Our View: The first rule for the Fourth is 'be safe'

From the editorial: "All your body parts depend on it."

Joe Heller
We are part of The Trust Project.

As much fun and as exhilarating as the pops and flashes of fireworks can be — and as safe as we Minnesotans have been about using them while celebrating our independence — we can heed this well-timed annual advice from the Minnesota Medical Association:

“Let the experts handle the fireworks this summer,” MMA President Dr. Randy Rice said in a statement June 22 to media outlets. “Every year, many Minnesotans are injured and wind up in the emergency department because of injuries caused by fireworks.”

An estimated 15,600 fireworks-related injuries were treated in emergency departments in 2020, according to the latest statistics available from the U.S. Consumer Product Safety Commission. Eighteen people died of these injuries, marking a 50% increase in deaths and injuries from 2019 to 2020. Nearly 45% of the injuries were burns, the commission said. Firecrackers hurt 1,600 people, and 900 were hurt by seemingly harmless sparklers.

Most often injured were hands and fingers (an estimated 30% of the time); head, face, and ears (an estimated 22%); and eyes (an estimated 15%). All are body parts most of us are interested in keeping.

In the name of safety, the Duluth Police Department on Friday offered a reminder via social media that “fireworks that shoot in the air are illegal in Minnesota.” (The word “illegal” was bolded for emphasis.)


“Duluth City Ordinance states that people shall not engage in conduct that disturbs the neighborhood at any time of the day,” the police post further read. “DPD will be patrolling and if found in violation of City Ordinance and State Statutes, you may be cited.”

The Duluth police and fire departments issued a similar advisory last year in response to spiking citizen complaints.

"A commitment to issuing citations will not only restore neighborhood peace, but it also will help to free up resources that can be better served elsewhere," Deputy Police Chief Steve Stracek said ahead of last summer’s Independence Day. "It's important to remember those in our community who are sensitive to these types of loud disturbances. ... Loud bangs can invoke PTSD episodes and be harmful. Loud noises can also negatively impact infants and young children in addition to pets. We want people to have fun, but we also ask that they be respectful."

Violating a Duluth city ordinance against disturbing your neighborhood could land you a $1,000 fine or up to 90 days in jail, a News Tribune editorial last year pointed out.
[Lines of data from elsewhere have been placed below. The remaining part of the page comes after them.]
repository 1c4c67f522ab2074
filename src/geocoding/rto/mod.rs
pub mod suggestion_rto;
use std::time::Duration;

use log::{debug, warn};
use reqwest::Client;
use serde::Deserialize;
use thiserror::Error;

use crate::routing::model::{Coordinates, RouteSummary};
use crate::shared::config::Config;

#[derive(Debug, Error)]
pub enum RouteError {
  #[error("No route between the given points")]
  NoRoute,

  #[error("Route provider error: {0}")]
  Provider(String),
}

pub trait RouteProvider {
  async fn route(
    &self,
    origin: Coordinates,
    destination: Coordinates,
  ) -> Result<RouteSummary, RouteError>;
}

/// Client for an OSRM `route/v1` endpoint. A single attempt per call; any
/// failure is returned to the caller as is.
#[derive(Debug, Clone)]
pub struct OsrmRouter {
  client: Client,
  base_url: String,
  profile: String,
}

impl OsrmRouter {
  pub fn new(config: &Config) -> Result<Self, RouteError> {
    let client = Client::builder()
      .timeout(Duration::from_secs(config.upstream_timeout_secs))
      .build()
      .map_err(|error| RouteError::Provider(error.to_string()))?;
    Ok(Self {
      client,
      base_url: config.router_base_url.trim_end_matches('/').to_string(),
      profile: config.router_profile.clone(),
    })
  }

  fn route_url(&self, origin: Coordinates, destination: Coordinates) -> String {
    format!(
      "{}/route/v1/{}/{},{};{},{}",
      self.base_url,
      self.profile,
      origin.lon,
      origin.lat,
      destination.lon,
      destination.lat
    )
  }
}

impl RouteProvider for OsrmRouter {
  async fn route(
    &self,
    origin: Coordinates,
    destination: Coordinates,
  ) -> Result<RouteSummary, RouteError> {
    let url = self.route_url(origin, destination);
    debug!("Requesting route {url}");

    let response = self
      .client
      .get(&url)
      .query(&[
        ("overview", "false"),
        ("alternatives", "false"),
        ("steps", "false"),
      ])
      .send()
      .await
      .map_err(|error| {
        warn!("Route request failed: {error}");
        RouteError::Provider(error.to_string())
      })?;

    let status = response.status();
    let body: OsrmResponse = response.json().await.map_err(|error| {
      RouteError::Provider(format!("HTTP {status}: {error}"))
    })?;

    // OSRM answers unroutable pairs with a 400 and code "NoRoute".
    if body.code == "NoRoute" {
      return Err(RouteError::NoRoute);
    }
    if !status.is_success() {
      return Err(RouteError::Provider(format!(
        "HTTP {status}: {}",
        body.message.unwrap_or(body.code)
      )));
    }

    body
      .routes
      .first()
      .map(|route| RouteSummary {
        distance_m: route.distance,
        duration_s: route.duration,
      })
      .ok_or(RouteError::NoRoute)
  }
}

#[derive(Debug, Deserialize)]
struct OsrmResponse {
  code: String,
  message: Option<String>,
  #[serde(default)]
  routes: Vec<OsrmRoute>,
}

#[derive(Debug, Deserialize)]
struct OsrmRoute {
  distance: f64,
  duration: f64,
}

#[cfg(test)]
pub mod tests {
  use std::sync::atomic::{AtomicUsize, Ordering};

  use wiremock::matchers::{method, path, query_param};
  use wiremock::{Mock, MockServer, ResponseTemplate};

  use super::*;

  /// Test double answering every request with the same outcome.
  pub struct StubRouteProvider {
    summary: Option<RouteSummary>,
    failure: Option<String>,
    pub calls: AtomicUsize,
  }

  impl StubRouteProvider {
    pub fn returning(distance_m: f64, duration_s: f64) -> Self {
      Self {
        summary: Some(RouteSummary {
          distance_m,
          duration_s,
        }),
        failure: None,
        calls: AtomicUsize::new(0),
      }
    }

    pub fn without_route() -> Self {
      Self {
        summary: None,
        failure: None,
        calls: AtomicUsize::new(0),
      }
    }

    pub fn failing(message: &str) -> Self {
      Self {
        summary: None,
        failure: Some(message.to_string()),
        calls: AtomicUsize::new(0),
      }
    }
  }

  impl RouteProvider for StubRouteProvider {
    async fn route(
      &self,
      _origin: Coordinates,
      _destination: Coordinates,
    ) -> Result<RouteSummary, RouteError> {
      self.calls.fetch_add(1, Ordering::SeqCst);
      if let Some(message) = &self.failure {
        return Err(RouteError::Provider(message.clone()));
      }
      self.summary.ok_or(RouteError::NoRoute)
    }
  }

  fn router_for(server: &MockServer) -> OsrmRouter {
    let config = Config {
      router_base_url: server.uri(),
      upstream_timeout_secs: 5,
      ..Config::default()
    };
    OsrmRouter::new(&config).unwrap()
  }

  const LUCKNOW: Coordinates = Coordinates {
    lat: 26.85,
    lon: 80.95,
  };
  const HAZRATGANJ: Coordinates = Coordinates {
    lat: 26.8467,
    lon: 80.9462,
  };

  #[test]
  fn test_route_url_orders_lon_before_lat() {
    let config = Config {
      router_base_url: "http://osrm.local/".to_string(),
      ..Config::default()
    };
    let router = OsrmRouter::new(&config).unwrap();
    assert_eq!(
      router.route_url(LUCKNOW, HAZRATGANJ),
      "http://osrm.local/route/v1/driving/80.95,26.85;80.9462,26.8467"
    );
  }

  #[actix_rt::test]
  async fn test_route_returns_first_route() {
    let server = MockServer::start().await;
    Mock::given(method("GET"))
      .and(path("/route/v1/driving/80.95,26.85;80.9462,26.8467"))
      .and(query_param("overview", "false"))
      .respond_with(ResponseTemplate::new(200).set_body_json(
        serde_json::json!({
          "code": "Ok",
          "routes": [
            { "distance": 1000.0, "duration": 120.0 },
            { "distance": 1500.0, "duration": 100.0 }
          ]
        }),
      ))
      .expect(1)
      .mount(&server)
      .await;

    let summary = router_for(&server)
      .route(LUCKNOW, HAZRATGANJ)
      .await
      .unwrap();
    assert_eq!(summary.distance_m, 1000.0);
    assert_eq!(summary.duration_s, 120.0);
  }

  #[actix_rt::test]
  async fn test_route_without_routes_is_no_route() {
    let server = MockServer::start().await;
    Mock::given(method("GET"))
      .respond_with(
        ResponseTemplate::new(200)
          .set_body_json(serde_json::json!({ "code": "Ok", "routes": [] })),
      )
      .mount(&server)
      .await;

    let error = router_for(&server)
      .route(LUCKNOW, HAZRATGANJ)
      .await
      .unwrap_err();
    assert!(matches!(error, RouteError::NoRoute));
  }

  #[actix_rt::test]
  async fn test_route_no_route_code_is_no_route() {
    let server = MockServer::start().await;
    Mock::given(method("GET"))
      .respond_with(ResponseTemplate::new(400).set_body_json(
        serde_json::json!({ "code": "NoRoute", "message": "Impossible route" }),
      ))
      .mount(&server)
      .await;

    let error = router_for(&server)
      .route(LUCKNOW, HAZRATGANJ)
      .await
      .unwrap_err();
    assert!(matches!(error, RouteError::NoRoute));
  }

  #[actix_rt::test]
  async fn test_route_invalid_query_is_provider_error() {
    let server = MockServer::start().await;
    Mock::given(method("GET"))
      .respond_with(ResponseTemplate::new(400).set_body_json(
        serde_json::json!({ "code": "InvalidQuery", "message": "Bad coords" }),
      ))
      .mount(&server)
      .await;

    let error = router_for(&server)
      .route(LUCKNOW, HAZRATGANJ)
      .await
      .unwrap_err();
    assert!(matches!(error, RouteError::Provider(message) if message.contains("Bad coords")));
  }

  #[actix_rt::test]
  async fn test_route_garbage_body_is_provider_error() {
    let server = MockServer::start().await;
    Mock::given(method("GET"))
      .respond_with(ResponseTemplate::new(502).set_body_string("upstream down"))
      .mount(&server)
      .await;

    let error = router_for(&server)
      .route(LUCKNOW, HAZRATGANJ)
      .await
      .unwrap_err();
    assert!(matches!(error, RouteError::Provider(_)));
  }
}
mod bookings;
mod geocoding;
mod notifications;
mod routing;
mod shared;

use std::io;

use actix_cors::Cors;
use actix_governor::{Governor, GovernorConfigBuilder};
use actix_web::{
  error::{InternalError, JsonPayloadError},
  middleware::Logger,
  web, App, HttpRequest, HttpResponse, HttpServer,
};
use bookings::dispatch::DispatchService;
use bookings::driver_pool::DriverPool;
use bookings::repository::booking_repository::{
  BookingRepository, SqliteBookingRepository,
};
use bookings::{create_booking, end_trip, estimate, list_active_bookings};
use geocoding::client::nominatim_client::{GeocodeProvider, NominatimClient};
use geocoding::{autocomplete, Geocoder};
use log::info;
use notifications::notifier::Notifier;
use routing::client::osrm_client::{OsrmRouter, RouteProvider};
use routing::fare::FareSchedule;
use shared::config::Config;
use shared::database::Database;
use shared::http_error::HttpError;

// Everything a request handler may touch, built once at startup and shared by
// every worker.
struct ServiceContext<BR, GP, RP>
where
  BR: BookingRepository,
  GP: GeocodeProvider,
  RP: RouteProvider,
{
  dispatch: web::Data<DispatchService<BR, RP>>,
  geocoder: web::Data<Geocoder<GP>>,
  notifier: web::Data<Notifier>,
  config: Config,
}

impl<BR, GP, RP> Clone for ServiceContext<BR, GP, RP>
where
  BR: BookingRepository,
  GP: GeocodeProvider,
  RP: RouteProvider,
{
  fn clone(&self) -> Self {
    Self {
      dispatch: self.dispatch.clone(),
      geocoder: self.geocoder.clone(),
      notifier: self.notifier.clone(),
      config: self.config.clone(),
    }
  }
}

impl<BR, GP, RP> ServiceContext<BR, GP, RP>
where
  BR: BookingRepository,
  GP: GeocodeProvider,
  RP: RouteProvider,
{
  fn new(
    config: Config,
    bookings: BR,
    geocode_provider: GP,
    route_provider: RP,
  ) -> Self {
    let notifier = Notifier::default();
    let dispatch = DispatchService::new(
      bookings,
      route_provider,
      FareSchedule::from(&config),
      DriverPool::new(config.driver_seed),
      notifier.clone(),
    )
    .verify_estimates(config.verify_estimates);
    Self {
      dispatch: web::Data::new(dispatch),
      geocoder: web::Data::new(Geocoder::new(
        geocode_provider,
        config.geocoder_result_limit,
      )),
      notifier: web::Data::new(notifier),
      config,
    }
  }
}

#[actix_web::main]
async fn main() -> io::Result<()> {
  env_logger::init_from_env(env_logger::Env::default().default_filter_or("info"));

  let config = Config::default();
  let database = Database::new(&config).await.map_err(io::Error::other)?;
  let context = ServiceContext::new(
    config.clone(),
    SqliteBookingRepository::new(&database),
    NominatimClient::new(&config).map_err(io::Error::other)?,
    OsrmRouter::new(&config).map_err(io::Error::other)?,
  );

  info!("Listening on http://{}", config.bind_address);
  HttpServer::new(move || {
    let context = context.clone();
    App::new()
      .wrap(Logger::default())
      .configure(move |cfg| configure(cfg, context))
  })
  .bind(&config.bind_address)?
  .run()
  .await?;

  database.close().await;
  info!("Booking store closed");
  Ok(())
}

// Function to initialize the App
fn configure<BR, GP, RP>(
  cfg: &mut web::ServiceConfig,
  context: ServiceContext<BR, GP, RP>,
) where
  BR: BookingRepository + 'static,
  GP: GeocodeProvider + 'static,
  RP: RouteProvider + 'static,
{
  let cors = cors(&context.config.allowed_origins);

  // Rate limit per client IP
  let governor_config = GovernorConfigBuilder::default()
    .requests_per_second(context.config.rate_limit_per_second.max(1))
    .burst_size(context.config.rate_limit_burst.max(1))
    .finish()
    .unwrap_or_default();

  cfg
    .app_data(web::JsonConfig::default().error_handler(json_error_handler))
    .app_data(context.dispatch)
    .app_data(context.geocoder)
    .app_data(context.notifier)
    .route("/ws", web::get().to(notifications::subscribe))
    .service(
      web::scope("/api")
        .wrap(Governor::new(&governor_config))
        .wrap(cors)
        .route("/autocomplete", web::get().to(autocomplete::<GP>))
        .route("/estimate", web::post().to(estimate::<BR, RP>))
        .service(
          web::scope("/bookings")
            .route("", web::post().to(create_booking::<BR, RP>))
            .route("/active", web::get().to(list_active_bookings::<BR, RP>))
            .route("/{id}/end", web::post().to(end_trip::<BR, RP>)),
        ),
    );
}

fn cors(allowed_origins: &[String]) -> Cors {
  if allowed_origins.is_empty() {
    return Cors::permissive();
  }
  allowed_origins.iter().fold(
    Cors::default()
      .allowed_methods(vec!["GET", "POST"])
      .allow_any_header()
      .max_age(3600),
    |cors, origin| cors.allowed_origin(origin),
  )
}

fn json_error_handler(
  error: JsonPayloadError,
  _request: &HttpRequest,
) -> actix_web::Error {
  let response =
    HttpResponse::BadRequest().json(HttpError::from(error.to_string()));
  InternalError::from_response(error, response).into()
}
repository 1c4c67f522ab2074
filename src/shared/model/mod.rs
pub mod place;
use chrono::{DateTime, Utc};
use serde::{Deserialize, Serialize};

use crate::bookings::model::{Booking, Driver};
use crate::shared::rto::place_rto::PlaceRto;

#[derive(Debug, Clone, PartialEq, Serialize, Deserialize)]
pub struct DriverRto {
  pub id: String,
  pub name: String,
  pub vehicle: String,
  pub eta_min: i64,
}

impl From<Driver> for DriverRto {
  fn from(driver: Driver) -> Self {
    Self {
      id: driver.id,
      name: driver.name,
      vehicle: driver.vehicle,
      eta_min: driver.eta_min,
    }
  }
}

#[derive(Debug, Clone, PartialEq, Serialize, Deserialize)]
pub struct BookingRto {
  pub id: i64,
  pub phone: String,
  pub pickup: PlaceRto,
  pub drop: PlaceRto,
  pub fare: i64,
  pub distance_km: f64,
  pub duration_min: i64,
  pub status: String,
  pub created_at: DateTime<Utc>,
  pub driver: DriverRto,
}

impl From<Booking> for BookingRto {
  fn from(booking: Booking) -> Self {
    Self {
      id: booking.id,
      phone: booking.phone,
      pickup: PlaceRto::from(booking.pickup),
      drop: PlaceRto::from(booking.drop),
      fare: booking.fare,
      distance_km: booking.distance_km,
      duration_min: booking.duration_min,
      status: booking.status.to_string(),
      created_at: booking.created_at,
      driver: DriverRto::from(booking.driver),
    }
  }
}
Beyond safety and peace, every year, approximately 18,500 fires are started accidentally by fireworks, according to the National Fire Protection Association. We're talking wildfires, of course, but the blazes also include house fires and vehicle fires.

If you're using fireworks, be sure to have a clear area and a hose or bucket of water nearby. Also, don't ever stand over a firework when lighting it, never point or throw fireworks at others, and don't look too closely or too quickly to see why a firecracker or bottle rocket didn't go off, the experts advise.

Even a piece of pyrotechnics as seemingly placid as a sparkler — so often just “handed off to children without a second thought,” as Forum News Service stated it three summers ago — can burn at a skin-scorching 2,000 or so degrees. That's almost hot enough to melt glass.

With care and caution, personal fireworks can be used safely. Minnesotans prove that. The Gopher State in 2019 ranked sixth-safest for Independence Day by the everything-safety folks at A Secure Life, based in Salt Lake City, Utah. Wisconsin finished 18th in a ranking that also considered wildfires and holiday-related traffic accidents.


Beyond fireworks this Fourth of July three-day weekend, use sunscreen, stay hydrated, and keep a close eye on the grill and those around it.

If you drink, do so responsibly. That includes on the water, and this weekend, the Minnesota Department of Natural Resources and law enforcement agencies statewide are cracking down on drunken boating by participating in the national campaign, “Operation Dry Water,” which includes stepped-up lake patrols. “Boating while intoxicated” is a crime, and it’s dangerous.

If you’re traveling, don’t drink at all, of course, and watch out for and be patient with road work. Speeding in a work zone can result in a $300 fine, the Minnesota Department of Transportation reminded this past week. And there are plenty of work zones this construction season. More than 200 projects on state roads and highways across Minnesota includes at least six up north here: I-535/Blatnik Bridge in Duluth, Highway 194 in Hermantown, Highway 37 at County Road 7 in St. Louis County, Highway 2 from Fosston to Erskine , H ighway 92 in Zerkel , and Highway 71 in Bemidji .

If you do fire off personal fireworks, do so with the utmost care and caution. All your body parts depend on it. Even super-safe Minnesotans can benefit from the annual reminder from our state's medical association.

And we can all let this be our first rule for the Fourth: Be safe.